PROBLEM REQUIREMENTS. Range to output from the entries below: the line containing "a bulk write." through the line containing "results tell them". Set it down exactly, ends included, nothing else.

SUPPLIED RECORDS.
+===+

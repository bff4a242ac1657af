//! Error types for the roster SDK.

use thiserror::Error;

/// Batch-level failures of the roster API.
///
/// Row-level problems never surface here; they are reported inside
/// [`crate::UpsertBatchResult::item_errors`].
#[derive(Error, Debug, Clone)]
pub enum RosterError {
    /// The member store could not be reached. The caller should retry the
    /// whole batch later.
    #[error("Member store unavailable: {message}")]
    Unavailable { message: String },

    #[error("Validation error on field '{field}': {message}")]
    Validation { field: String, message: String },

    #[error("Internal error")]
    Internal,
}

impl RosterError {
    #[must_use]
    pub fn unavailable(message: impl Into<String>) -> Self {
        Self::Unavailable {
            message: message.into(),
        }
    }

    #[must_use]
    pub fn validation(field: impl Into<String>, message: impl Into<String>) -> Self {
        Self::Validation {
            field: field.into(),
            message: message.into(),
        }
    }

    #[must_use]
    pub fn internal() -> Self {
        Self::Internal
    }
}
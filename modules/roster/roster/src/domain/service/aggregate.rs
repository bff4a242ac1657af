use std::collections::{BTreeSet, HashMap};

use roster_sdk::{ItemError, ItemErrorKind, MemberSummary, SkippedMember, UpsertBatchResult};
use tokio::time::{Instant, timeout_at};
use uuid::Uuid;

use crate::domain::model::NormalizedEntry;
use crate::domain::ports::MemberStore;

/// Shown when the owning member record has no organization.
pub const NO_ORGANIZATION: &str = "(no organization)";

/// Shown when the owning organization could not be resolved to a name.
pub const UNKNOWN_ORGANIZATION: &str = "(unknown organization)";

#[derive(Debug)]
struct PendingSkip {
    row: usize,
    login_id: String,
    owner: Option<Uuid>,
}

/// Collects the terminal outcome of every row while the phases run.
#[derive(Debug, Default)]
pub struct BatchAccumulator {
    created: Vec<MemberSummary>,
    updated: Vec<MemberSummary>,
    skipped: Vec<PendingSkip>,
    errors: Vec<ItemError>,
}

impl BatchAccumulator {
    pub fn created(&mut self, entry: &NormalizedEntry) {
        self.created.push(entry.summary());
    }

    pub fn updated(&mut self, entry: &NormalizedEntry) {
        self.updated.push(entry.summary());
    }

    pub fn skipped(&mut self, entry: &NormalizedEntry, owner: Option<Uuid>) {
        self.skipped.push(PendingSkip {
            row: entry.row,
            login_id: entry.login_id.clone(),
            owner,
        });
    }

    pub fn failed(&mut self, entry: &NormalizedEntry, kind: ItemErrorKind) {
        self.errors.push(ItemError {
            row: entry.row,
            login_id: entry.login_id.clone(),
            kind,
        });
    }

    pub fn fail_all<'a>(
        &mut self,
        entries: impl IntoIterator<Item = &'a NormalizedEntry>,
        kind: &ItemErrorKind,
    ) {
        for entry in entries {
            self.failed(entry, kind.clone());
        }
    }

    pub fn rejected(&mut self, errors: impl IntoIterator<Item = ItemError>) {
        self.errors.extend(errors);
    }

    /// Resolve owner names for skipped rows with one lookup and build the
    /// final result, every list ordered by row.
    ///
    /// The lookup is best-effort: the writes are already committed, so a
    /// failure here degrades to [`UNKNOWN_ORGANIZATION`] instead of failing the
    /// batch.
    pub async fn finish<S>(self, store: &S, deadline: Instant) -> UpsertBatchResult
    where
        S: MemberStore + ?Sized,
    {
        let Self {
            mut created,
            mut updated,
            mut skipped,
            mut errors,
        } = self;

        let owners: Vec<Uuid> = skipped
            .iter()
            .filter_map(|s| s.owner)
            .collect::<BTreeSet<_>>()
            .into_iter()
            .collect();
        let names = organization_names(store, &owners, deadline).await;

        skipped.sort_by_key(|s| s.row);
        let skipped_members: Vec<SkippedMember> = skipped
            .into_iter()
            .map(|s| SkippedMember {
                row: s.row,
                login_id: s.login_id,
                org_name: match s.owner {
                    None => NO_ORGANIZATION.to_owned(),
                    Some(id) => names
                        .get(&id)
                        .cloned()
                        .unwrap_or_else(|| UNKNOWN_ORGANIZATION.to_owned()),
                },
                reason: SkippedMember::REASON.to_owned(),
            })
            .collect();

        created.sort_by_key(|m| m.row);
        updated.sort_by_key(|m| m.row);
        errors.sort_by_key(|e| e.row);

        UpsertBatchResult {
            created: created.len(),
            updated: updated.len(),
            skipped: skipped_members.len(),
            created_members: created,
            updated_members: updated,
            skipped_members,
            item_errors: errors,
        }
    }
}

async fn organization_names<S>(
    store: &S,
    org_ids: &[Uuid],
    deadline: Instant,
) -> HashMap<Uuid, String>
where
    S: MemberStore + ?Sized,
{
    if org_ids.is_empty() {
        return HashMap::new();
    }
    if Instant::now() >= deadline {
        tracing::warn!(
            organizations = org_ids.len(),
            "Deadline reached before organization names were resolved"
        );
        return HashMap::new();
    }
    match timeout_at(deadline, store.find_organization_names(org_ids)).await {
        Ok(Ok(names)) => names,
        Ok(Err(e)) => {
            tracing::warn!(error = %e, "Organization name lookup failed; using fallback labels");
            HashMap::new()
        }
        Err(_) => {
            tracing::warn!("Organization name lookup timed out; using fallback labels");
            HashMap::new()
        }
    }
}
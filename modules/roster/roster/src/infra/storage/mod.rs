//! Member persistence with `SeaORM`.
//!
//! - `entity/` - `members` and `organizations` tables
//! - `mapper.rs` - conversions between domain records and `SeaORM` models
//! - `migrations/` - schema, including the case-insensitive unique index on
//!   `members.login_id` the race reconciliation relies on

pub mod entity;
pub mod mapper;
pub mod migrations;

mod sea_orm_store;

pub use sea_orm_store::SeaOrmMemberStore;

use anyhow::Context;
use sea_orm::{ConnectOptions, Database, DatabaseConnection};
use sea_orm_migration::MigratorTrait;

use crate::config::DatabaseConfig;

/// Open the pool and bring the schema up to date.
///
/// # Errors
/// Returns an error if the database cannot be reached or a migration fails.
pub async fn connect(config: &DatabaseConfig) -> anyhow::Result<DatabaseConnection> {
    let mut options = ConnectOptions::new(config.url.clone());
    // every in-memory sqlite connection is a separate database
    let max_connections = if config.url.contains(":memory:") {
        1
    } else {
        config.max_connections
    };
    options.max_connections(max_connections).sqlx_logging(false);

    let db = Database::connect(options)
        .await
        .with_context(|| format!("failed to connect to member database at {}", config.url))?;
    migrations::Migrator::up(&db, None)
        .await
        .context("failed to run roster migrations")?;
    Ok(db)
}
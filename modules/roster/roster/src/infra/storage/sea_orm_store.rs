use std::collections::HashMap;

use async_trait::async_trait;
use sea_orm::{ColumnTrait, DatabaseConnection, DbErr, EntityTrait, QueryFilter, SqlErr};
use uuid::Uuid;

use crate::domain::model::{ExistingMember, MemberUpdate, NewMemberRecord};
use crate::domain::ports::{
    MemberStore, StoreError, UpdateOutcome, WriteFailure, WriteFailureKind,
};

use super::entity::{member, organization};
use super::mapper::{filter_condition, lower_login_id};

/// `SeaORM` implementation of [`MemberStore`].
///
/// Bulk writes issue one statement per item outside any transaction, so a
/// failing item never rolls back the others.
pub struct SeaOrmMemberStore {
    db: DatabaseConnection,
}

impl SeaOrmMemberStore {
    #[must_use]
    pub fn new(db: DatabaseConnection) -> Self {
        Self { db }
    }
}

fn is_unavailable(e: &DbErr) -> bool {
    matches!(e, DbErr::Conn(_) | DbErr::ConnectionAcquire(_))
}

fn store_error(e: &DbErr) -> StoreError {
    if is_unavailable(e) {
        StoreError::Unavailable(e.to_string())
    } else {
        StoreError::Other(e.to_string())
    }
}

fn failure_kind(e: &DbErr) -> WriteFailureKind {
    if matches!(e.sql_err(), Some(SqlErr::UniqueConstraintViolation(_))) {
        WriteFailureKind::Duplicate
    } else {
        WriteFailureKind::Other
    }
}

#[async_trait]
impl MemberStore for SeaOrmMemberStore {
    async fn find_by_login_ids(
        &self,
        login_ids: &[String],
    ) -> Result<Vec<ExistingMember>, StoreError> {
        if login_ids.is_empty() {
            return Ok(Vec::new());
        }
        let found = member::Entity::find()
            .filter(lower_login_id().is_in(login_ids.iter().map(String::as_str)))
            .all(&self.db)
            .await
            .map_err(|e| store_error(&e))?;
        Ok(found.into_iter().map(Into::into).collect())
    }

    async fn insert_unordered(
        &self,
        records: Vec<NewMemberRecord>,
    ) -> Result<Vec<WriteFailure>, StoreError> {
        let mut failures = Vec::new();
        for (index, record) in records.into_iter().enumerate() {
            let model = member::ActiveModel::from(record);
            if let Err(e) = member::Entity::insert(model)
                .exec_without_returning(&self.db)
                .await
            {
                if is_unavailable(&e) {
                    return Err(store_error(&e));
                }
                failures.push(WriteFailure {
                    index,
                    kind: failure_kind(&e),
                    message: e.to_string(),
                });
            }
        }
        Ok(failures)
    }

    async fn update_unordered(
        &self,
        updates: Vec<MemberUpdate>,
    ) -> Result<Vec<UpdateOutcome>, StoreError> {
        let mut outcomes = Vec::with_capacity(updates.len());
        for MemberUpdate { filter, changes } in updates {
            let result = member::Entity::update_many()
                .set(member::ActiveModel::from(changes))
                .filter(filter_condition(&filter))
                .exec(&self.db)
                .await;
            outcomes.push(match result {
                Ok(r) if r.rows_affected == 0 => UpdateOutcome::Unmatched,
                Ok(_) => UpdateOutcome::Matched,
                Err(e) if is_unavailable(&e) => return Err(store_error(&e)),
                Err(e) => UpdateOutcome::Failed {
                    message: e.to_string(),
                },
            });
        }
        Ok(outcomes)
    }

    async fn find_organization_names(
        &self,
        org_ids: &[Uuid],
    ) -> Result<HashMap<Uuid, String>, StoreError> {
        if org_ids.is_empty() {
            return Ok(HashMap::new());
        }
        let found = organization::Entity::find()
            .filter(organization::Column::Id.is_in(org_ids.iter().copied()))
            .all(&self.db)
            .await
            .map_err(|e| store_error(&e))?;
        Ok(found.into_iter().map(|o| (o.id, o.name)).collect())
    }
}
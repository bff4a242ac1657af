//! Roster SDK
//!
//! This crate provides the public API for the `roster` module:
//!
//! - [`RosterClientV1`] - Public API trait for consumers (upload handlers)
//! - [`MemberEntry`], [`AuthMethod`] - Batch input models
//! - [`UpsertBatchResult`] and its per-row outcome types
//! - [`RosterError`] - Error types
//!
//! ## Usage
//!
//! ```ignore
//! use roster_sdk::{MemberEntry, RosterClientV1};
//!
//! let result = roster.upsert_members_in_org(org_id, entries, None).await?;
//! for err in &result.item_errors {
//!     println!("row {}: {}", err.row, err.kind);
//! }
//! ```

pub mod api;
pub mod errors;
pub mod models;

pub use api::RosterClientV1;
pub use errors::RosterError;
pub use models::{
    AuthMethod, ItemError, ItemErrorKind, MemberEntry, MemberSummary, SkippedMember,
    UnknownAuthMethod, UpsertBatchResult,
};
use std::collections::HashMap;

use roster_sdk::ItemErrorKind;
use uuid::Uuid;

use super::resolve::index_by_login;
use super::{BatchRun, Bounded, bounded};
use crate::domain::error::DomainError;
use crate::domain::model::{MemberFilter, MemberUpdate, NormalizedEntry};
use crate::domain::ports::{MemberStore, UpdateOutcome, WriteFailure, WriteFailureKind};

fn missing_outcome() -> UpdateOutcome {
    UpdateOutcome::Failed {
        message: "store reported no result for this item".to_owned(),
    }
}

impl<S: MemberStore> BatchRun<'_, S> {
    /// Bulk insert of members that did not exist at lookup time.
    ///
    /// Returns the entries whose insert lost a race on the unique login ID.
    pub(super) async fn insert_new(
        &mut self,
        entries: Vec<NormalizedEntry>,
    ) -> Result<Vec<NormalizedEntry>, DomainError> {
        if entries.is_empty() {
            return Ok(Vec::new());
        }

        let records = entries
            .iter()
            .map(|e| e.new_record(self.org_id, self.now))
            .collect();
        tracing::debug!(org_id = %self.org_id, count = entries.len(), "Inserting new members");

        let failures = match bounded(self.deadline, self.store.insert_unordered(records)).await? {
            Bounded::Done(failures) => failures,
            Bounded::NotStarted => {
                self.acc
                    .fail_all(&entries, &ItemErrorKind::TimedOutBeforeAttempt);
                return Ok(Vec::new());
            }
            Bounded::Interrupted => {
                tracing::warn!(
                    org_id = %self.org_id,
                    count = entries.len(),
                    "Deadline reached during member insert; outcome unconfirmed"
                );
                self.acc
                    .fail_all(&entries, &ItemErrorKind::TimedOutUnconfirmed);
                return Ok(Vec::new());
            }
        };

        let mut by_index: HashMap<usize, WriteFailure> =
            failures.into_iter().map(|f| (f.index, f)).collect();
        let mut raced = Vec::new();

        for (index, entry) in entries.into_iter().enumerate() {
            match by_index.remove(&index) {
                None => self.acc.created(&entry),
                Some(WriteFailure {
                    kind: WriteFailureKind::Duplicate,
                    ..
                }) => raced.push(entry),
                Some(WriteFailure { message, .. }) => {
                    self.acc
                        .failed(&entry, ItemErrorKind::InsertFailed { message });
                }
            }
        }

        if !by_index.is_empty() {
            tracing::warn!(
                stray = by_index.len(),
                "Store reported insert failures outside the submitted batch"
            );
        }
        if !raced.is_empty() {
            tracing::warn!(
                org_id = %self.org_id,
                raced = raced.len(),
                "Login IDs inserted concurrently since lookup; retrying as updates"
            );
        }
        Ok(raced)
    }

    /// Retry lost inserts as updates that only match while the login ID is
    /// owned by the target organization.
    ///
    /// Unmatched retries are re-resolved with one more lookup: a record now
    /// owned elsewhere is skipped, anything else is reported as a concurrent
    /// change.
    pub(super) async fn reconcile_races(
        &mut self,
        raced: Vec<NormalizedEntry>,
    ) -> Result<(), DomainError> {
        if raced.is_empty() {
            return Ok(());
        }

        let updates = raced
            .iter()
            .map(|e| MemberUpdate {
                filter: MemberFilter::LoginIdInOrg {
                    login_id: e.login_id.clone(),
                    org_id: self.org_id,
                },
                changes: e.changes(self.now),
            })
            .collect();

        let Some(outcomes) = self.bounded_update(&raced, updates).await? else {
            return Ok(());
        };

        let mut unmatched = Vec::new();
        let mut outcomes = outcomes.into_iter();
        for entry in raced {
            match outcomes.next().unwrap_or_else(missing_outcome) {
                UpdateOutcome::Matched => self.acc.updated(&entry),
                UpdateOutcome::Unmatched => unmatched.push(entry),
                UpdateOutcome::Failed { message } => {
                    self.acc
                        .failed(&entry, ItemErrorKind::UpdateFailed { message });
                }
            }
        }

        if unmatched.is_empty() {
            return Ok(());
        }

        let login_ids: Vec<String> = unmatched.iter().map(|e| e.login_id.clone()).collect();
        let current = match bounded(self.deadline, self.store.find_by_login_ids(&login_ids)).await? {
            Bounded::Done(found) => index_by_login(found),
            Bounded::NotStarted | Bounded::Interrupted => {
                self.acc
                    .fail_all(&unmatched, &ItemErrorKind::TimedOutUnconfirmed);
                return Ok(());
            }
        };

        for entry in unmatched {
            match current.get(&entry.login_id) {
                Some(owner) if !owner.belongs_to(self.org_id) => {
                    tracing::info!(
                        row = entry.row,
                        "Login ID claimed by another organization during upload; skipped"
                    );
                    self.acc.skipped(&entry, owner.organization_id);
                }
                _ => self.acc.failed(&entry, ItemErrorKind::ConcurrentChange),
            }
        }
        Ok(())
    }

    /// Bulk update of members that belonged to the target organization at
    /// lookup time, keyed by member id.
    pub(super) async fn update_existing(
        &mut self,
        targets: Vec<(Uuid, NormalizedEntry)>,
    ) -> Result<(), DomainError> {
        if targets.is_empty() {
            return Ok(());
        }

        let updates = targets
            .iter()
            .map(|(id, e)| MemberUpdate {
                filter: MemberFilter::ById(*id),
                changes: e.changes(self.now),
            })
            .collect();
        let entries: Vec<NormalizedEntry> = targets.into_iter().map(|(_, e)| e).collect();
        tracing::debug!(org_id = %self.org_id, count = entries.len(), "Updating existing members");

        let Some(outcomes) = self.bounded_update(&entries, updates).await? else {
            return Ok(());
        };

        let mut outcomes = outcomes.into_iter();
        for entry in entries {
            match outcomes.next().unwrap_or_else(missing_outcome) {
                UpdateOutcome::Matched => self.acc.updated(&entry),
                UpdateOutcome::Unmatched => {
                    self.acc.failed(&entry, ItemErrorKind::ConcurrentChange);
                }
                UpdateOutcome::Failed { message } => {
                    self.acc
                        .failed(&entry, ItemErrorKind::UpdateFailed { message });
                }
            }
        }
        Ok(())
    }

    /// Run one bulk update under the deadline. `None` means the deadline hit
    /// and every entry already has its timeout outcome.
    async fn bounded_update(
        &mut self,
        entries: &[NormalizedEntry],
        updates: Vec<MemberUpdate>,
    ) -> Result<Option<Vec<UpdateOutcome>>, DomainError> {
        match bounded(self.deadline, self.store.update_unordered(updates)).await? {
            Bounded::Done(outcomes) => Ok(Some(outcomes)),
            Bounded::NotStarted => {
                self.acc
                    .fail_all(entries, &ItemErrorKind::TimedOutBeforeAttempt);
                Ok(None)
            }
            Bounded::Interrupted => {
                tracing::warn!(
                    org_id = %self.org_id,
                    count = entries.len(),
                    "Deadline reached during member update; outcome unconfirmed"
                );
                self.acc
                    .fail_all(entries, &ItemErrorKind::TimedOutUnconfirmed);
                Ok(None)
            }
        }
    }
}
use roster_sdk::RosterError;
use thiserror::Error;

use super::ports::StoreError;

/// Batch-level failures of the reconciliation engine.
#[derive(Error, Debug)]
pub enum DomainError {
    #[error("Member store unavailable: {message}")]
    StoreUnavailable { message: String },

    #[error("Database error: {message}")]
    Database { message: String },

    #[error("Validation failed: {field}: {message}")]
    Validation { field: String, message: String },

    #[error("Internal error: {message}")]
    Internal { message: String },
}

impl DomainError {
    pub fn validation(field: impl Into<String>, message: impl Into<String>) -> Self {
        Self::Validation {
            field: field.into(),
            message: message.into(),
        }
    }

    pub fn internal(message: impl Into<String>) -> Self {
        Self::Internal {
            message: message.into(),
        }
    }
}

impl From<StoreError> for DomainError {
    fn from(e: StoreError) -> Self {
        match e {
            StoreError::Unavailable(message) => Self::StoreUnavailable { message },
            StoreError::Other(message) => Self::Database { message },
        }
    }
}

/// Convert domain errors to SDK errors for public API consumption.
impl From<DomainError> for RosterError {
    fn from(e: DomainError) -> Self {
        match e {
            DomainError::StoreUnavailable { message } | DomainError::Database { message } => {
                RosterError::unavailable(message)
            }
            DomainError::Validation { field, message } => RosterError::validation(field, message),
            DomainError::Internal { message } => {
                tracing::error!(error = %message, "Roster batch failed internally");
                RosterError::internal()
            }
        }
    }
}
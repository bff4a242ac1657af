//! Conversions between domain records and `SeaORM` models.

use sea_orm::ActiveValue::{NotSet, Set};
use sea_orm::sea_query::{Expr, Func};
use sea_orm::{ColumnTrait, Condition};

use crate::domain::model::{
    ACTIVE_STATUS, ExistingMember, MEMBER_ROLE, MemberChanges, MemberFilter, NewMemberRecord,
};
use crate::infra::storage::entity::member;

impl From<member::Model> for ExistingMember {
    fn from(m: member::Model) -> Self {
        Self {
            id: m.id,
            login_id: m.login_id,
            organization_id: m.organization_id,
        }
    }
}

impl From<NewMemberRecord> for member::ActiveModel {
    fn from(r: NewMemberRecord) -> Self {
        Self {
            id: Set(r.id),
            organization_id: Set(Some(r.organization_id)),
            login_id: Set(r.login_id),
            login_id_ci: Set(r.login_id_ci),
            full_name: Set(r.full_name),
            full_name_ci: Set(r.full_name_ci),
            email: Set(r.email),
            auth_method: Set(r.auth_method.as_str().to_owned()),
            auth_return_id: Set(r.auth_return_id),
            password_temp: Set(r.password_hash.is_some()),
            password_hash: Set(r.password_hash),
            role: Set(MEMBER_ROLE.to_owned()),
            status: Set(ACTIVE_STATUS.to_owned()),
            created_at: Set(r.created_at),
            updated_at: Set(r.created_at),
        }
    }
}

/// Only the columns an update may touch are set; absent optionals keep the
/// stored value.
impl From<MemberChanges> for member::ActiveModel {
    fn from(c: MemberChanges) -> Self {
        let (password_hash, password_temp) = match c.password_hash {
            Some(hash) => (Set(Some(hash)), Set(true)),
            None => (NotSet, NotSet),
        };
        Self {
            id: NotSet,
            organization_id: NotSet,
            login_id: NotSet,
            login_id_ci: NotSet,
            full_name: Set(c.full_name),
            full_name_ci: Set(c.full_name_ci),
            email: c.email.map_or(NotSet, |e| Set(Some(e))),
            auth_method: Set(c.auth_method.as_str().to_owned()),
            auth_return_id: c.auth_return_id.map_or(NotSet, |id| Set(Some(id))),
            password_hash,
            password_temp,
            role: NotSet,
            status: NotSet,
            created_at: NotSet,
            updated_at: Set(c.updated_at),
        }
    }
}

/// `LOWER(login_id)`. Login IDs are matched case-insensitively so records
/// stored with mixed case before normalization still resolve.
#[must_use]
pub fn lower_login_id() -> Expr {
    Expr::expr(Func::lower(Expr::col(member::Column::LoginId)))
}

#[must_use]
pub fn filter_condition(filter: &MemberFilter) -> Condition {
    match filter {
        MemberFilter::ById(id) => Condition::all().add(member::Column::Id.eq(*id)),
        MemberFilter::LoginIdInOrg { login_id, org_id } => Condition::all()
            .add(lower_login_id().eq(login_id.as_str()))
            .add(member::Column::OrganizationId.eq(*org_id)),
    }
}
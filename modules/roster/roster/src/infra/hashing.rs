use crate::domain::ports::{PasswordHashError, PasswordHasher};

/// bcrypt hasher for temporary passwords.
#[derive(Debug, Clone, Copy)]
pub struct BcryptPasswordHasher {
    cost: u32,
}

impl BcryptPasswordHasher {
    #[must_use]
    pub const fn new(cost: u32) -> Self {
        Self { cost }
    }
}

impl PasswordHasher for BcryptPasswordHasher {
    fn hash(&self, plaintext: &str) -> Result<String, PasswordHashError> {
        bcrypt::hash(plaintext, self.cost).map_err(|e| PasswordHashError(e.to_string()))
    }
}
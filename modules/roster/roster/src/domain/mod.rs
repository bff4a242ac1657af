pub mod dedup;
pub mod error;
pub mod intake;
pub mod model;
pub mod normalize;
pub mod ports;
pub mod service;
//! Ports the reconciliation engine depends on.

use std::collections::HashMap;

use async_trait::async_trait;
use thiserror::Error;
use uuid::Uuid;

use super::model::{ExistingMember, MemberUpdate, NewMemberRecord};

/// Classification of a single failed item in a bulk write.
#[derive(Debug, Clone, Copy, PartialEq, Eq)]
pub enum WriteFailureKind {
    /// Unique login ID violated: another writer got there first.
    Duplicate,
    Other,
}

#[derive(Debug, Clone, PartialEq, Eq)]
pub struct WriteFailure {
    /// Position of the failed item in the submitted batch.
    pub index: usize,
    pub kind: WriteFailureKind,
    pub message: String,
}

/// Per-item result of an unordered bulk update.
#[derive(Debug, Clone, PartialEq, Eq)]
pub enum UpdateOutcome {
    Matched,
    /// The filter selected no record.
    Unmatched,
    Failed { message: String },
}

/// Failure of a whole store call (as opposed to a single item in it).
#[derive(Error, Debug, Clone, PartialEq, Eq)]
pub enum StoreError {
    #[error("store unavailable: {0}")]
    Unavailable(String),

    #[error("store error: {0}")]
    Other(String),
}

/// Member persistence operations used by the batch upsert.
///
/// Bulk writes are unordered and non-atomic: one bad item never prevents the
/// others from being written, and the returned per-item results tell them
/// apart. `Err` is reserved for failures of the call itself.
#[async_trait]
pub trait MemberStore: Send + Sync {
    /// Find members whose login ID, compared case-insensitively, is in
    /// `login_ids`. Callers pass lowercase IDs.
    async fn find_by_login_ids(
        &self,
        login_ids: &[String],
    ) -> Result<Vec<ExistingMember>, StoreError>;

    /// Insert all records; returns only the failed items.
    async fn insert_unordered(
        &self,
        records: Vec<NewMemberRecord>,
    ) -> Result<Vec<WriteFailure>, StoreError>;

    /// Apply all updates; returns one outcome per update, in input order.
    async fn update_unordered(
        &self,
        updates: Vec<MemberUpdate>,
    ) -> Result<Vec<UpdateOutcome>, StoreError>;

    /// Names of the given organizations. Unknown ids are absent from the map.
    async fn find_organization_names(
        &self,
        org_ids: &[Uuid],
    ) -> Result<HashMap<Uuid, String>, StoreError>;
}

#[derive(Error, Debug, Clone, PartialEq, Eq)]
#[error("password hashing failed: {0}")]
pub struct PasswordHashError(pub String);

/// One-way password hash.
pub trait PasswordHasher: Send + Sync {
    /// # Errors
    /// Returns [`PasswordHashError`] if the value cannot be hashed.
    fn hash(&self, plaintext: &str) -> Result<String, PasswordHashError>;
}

+===+

RESPONSE TO THE TASK.
/// Classification of a single failed item in a bulk write.
#[derive(Debug, Clone, Copy, PartialEq, Eq)]
pub enum WriteFailureKind {
    /// Unique login ID violated: another writer got there first.
    Duplicate,
    Other,
}

#[derive(Debug, Clone, PartialEq, Eq)]
pub struct WriteFailure {
    /// Position of the failed item in the submitted batch.
    pub index: usize,
    pub kind: WriteFailureKind,
    pub message: String,
}

/// Per-item result of an unordered bulk update.
#[derive(Debug, Clone, PartialEq, Eq)]
pub enum UpdateOutcome {
    Matched,
    /// The filter selected no record.
    Unmatched,
    Failed { message: String },
}

/// Failure of a whole store call (as opposed to a single item in it).
#[derive(Error, Debug, Clone, PartialEq, Eq)]
pub enum StoreError {
    #[error("store unavailable: {0}")]
    Unavailable(String),

    #[error("store error: {0}")]
    Other(String),
}

/// Member persistence operations used by the batch upsert.
///
/// Bulk writes are unordered and non-atomic: one bad item never prevents the
/// others from being written, and the returned per-item results tell them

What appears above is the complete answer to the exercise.